▶ _Aim of the exercise_
Here are some records. Repeat them all exactly.

++++++++++++++++++++

//! A loopback HTTP/1.1 server that answers from a closure and records every
//! request it sees.

use std::sync::Arc;

use parking_lot::Mutex;
use serde_json::Value;
use tokio::io::{AsyncReadExt, AsyncWriteExt};
use tokio::net::{TcpListener, TcpStream};
use tokio::task::JoinHandle;

#[derive(Debug, Clone)]
pub struct Recorded {
    pub method: String,
    pub target: String,
    pub body: String,
}

impl Recorded {
    pub fn path(&self) -> &str {
        self.target.split('?').next().unwrap_or_default()
    }

    /// Value of a query parameter, if present.
    pub fn query(&self, key: &str) -> Option<String> {
        let (_, query) = self.target.split_once('?')?;
        query.split('&').find_map(|pair| {
            let (k, v) = pair.split_once('=')?;
            (k == key).then(|| v.to_string())
        })
    }

    pub fn json(&self) -> Value {
        serde_json::from_str(&self.body).expect("request body is JSON")
    }
}

pub struct Reply {
    pub status: u16,
    pub body: String,
}

impl Reply {
    pub fn json(value: Value) -> Self {
        Self {
            status: 200,
            body: value.to_string(),
        }
    }

    pub fn status(status: u16, body: impl Into<String>) -> Self {
        Self {
            status,
            body: body.into(),
        }
    }
}

type Handler = Arc<dyn Fn(&Recorded) -> Reply + Send + Sync>;

pub struct HttpStub {
    url: String,
    requests: Arc<Mutex<Vec<Recorded>>>,
    task: JoinHandle<()>,
}

impl HttpStub {
    pub async fn start(handler: impl Fn(&Recorded) -> Reply + Send + Sync + 'static) -> Self {
        let listener = TcpListener::bind("127.0.0.1:0")
            .await
            .expect("bind stub listener");
        let addr = listener.local_addr().expect("stub address");
        let handler: Handler = Arc::new(handler);
        let requests = Arc::new(Mutex::new(Vec::new()));

        let seen = Arc::clone(&requests);
        let task = tokio::spawn(async move {
            while let Ok((stream, _)) = listener.accept().await {
                tokio::spawn(serve(stream, Arc::clone(&handler), Arc::clone(&seen)));
            }
        });

        Self {
            url: format!("http://{addr}"),
            requests,
            task,
        }
    }

    pub fn url(&self) -> &str {
        &self.url
    }

    pub fn url_for(&self, path: &str) -> String {
        format!("{}{path}", self.url)
    }

    pub fn requests(&self) -> Vec<Recorded> {
        self.requests.lock().clone()
    }
}

impl Drop for HttpStub {
    fn drop(&mut self) {
        self.task.abort();
    }
}

fn header_end(buf: &[u8]) -> Option<usize> {
    buf.windows(4).position(|w| w == b"\r\n\r\n").map(|p| p + 4)
}

fn content_length(head: &str) -> usize {
    head.lines()
        .filter_map(|line| line.split_once(':'))
        .find(|(name, _)| name.trim().eq_ignore_ascii_case("content-length"))
        .and_then(|(_, value)| value.trim().parse().ok())
        .unwrap_or(0)
}

fn reason(status: u16) -> &'static str {
    match status {
        200 => "OK",
        400 => "Bad Request",
        404 => "Not Found",
        429 => "Too Many Requests",
        500 => "Internal Server Error",
        503 => "Service Unavailable",
        _ => "Unknown",
    }
}

async fn serve(mut stream: TcpStream, handler: Handler, requests: Arc<Mutex<Vec<Recorded>>>) {
    let mut buf = Vec::new();
    let mut chunk = [0u8; 4096];

    let body_start = loop {
        let n = stream.read(&mut chunk).await.unwrap_or(0);
        if n == 0 {
            return;
        }
        buf.extend_from_slice(&chunk[..n]);
        if let Some(end) = header_end(&buf) {
            break end;
        }
    };
    let head = String::from_utf8_lossy(&buf[..body_start]).to_string();
    let length = content_length(&head);
    while buf.len() < body_start + length {
        let n = stream.read(&mut chunk).await.unwrap_or(0);
        if n == 0 {
            break;
        }
        buf.extend_from_slice(&chunk[..n]);
    }

    let mut request_line = head.lines().next().unwrap_or_default().split_whitespace();
    let request = Recorded {
        method: request_line.next().unwrap_or_default().to_string(),
        target: request_line.next().unwrap_or_default().to_string(),
        body: String::from_utf8_lossy(&buf[body_start..buf.len().min(body_start + length)])
            .to_string(),
    };
    requests.lock().push(request.clone());

    let reply = handler(&request);
    let response = format!(
        "HTTP/1.1 {} {}\r\nContent-Type: application/json\r\nContent-Length: {}\r\nConnection: close\r\n\r\n{}",
        reply.status,
        reason(reply.status),
        reply.body.len(),
        reply.body
    );
    let _ = stream.write_all(response.as_bytes()).await;
    let _ = stream.shutdown().await;
}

++++++++++++++++++++

▶ _Problem solution_
//! A loopback HTTP/1.1 server that answers from a closure and records every
//! request it sees.

use std::sync::Arc;

use parking_lot::Mutex;
use serde_json::Value;
use tokio::io::{AsyncReadExt, AsyncWriteExt};
use tokio::net::{TcpListener, TcpStream};
use tokio::task::JoinHandle;

#[derive(Debug, Clone)]
pub struct Recorded {
    pub method: String,
    pub target: String,
    pub body: String,
}

impl Recorded {
    pub fn path(&self) -> &str {
        self.target.split('?').next().unwrap_or_default()
    }

    /// Value of a query parameter, if present.
    pub fn query(&self, key: &str) -> Option<String> {
        let (_, query) = self.target.split_once('?')?;
        query.split('&').find_map(|pair| {
            let (k, v) = pair.split_once('=')?;
            (k == key).then(|| v.to_string())
        })
    }

    pub fn json(&self) -> Value {
        serde_json::from_str(&self.body).expect("request body is JSON")
    }
}

pub struct Reply {
    pub status: u16,
    pub body: String,
}

impl Reply {
    pub fn json(value: Value) -> Self {
        Self {
            status: 200,
            body: value.to_string(),
        }
    }

    pub fn status(status: u16, body: impl Into<String>) -> Self {
        Self {
            status,
            body: body.into(),
        }
    }
}

type Handler = Arc<dyn Fn(&Recorded) -> Reply + Send + Sync>;

pub struct HttpStub {
    url: String,
    requests: Arc<Mutex<Vec<Recorded>>>,
    task: JoinHandle<()>,
}

impl HttpStub {
    pub async fn start(handler: impl Fn(&Recorded) -> Reply + Send + Sync + 'static) -> Self {
        let listener = TcpListener::bind("127.0.0.1:0")
            .await
            .expect("bind stub listener");
        let addr = listener.local_addr().expect("stub address");
        let handler: Handler = Arc::new(handler);
        let requests = Arc::new(Mutex::new(Vec::new()));

        let seen = Arc::clone(&requests);
        let task = tokio::spawn(async move {
            while let Ok((stream, _)) = listener.accept().await {
                tokio::spawn(serve(stream, Arc::clone(&handler), Arc::clone(&seen)));
            }
        });

        Self {
            url: format!("http://{addr}"),
            requests,
            task,
        }
    }

    pub fn url(&self) -> &str {
        &self.url
    }

    pub fn url_for(&self, path: &str) -> String {
        format!("{}{path}", self.url)
    }

    pub fn requests(&self) -> Vec<Recorded> {
        self.requests.lock().clone()
    }
}

impl Drop for HttpStub {
    fn drop(&mut self) {
        self.task.abort();
    }
}

fn header_end(buf: &[u8]) -> Option<usize> {
    buf.windows(4).position(|w| w == b"\r\n\r\n").map(|p| p + 4)
}

fn content_length(head: &str) -> usize {
    head.lines()
        .filter_map(|line| line.split_once(':'))
        .find(|(name, _)| name.trim().eq_ignore_ascii_case("content-length"))
        .and_then(|(_, value)| value.trim().parse().ok())
        .unwrap_or(0)
}

fn reason(status: u16) -> &'static str {
    match status {
        200 => "OK",
        400 => "Bad Request",
        404 => "Not Found",
        429 => "Too Many Requests",
        500 => "Internal Server Error",
        503 => "Service Unavailable",
        _ => "Unknown",
    }
}

async fn serve(mut stream: TcpStream, handler: Handler, requests: Arc<Mutex<Vec<Recorded>>>) {
    let mut buf = Vec::new();
    let mut chunk = [0u8; 4096];

    let body_start = loop {
        let n = stream.read(&mut chunk).await.unwrap_or(0);
        if n == 0 {
            return;
        }
        buf.extend_from_slice(&chunk[..n]);
        if let Some(end) = header_end(&buf) {
            break end;
        }
    };
    let head = String::from_utf8_lossy(&buf[..body_start]).to_string();
    let length = content_length(&head);
    while buf.len() < body_start + length {
        let n = stream.read(&mut chunk).await.unwrap_or(0);
        if n == 0 {
            break;
        }
        buf.extend_from_slice(&chunk[..n]);
    }

    let mut request_line = head.lines().next().unwrap_or_default().split_whitespace();
    let request = Recorded {
        method: request_line.next().unwrap_or_default().to_string(),
        target: request_line.next().unwrap_or_default().to_string(),
        body: String::from_utf8_lossy(&buf[body_start..buf.len().min(body_start + length)])
            .to_string(),
    };
    requests.lock().push(request.clone());

    let reply = handler(&request);
    let response = format!(
        "HTTP/1.1 {} {}\r\nContent-Type: application/json\r\nContent-Length: {}\r\nConnection: close\r\n\r\n{}",
        reply.status,
        reason(reply.status),
        reply.body.len(),
        reply.body
    );
    let _ = stream.write_all(response.as_bytes()).await;
    let _ = stream.shutdown().await;
}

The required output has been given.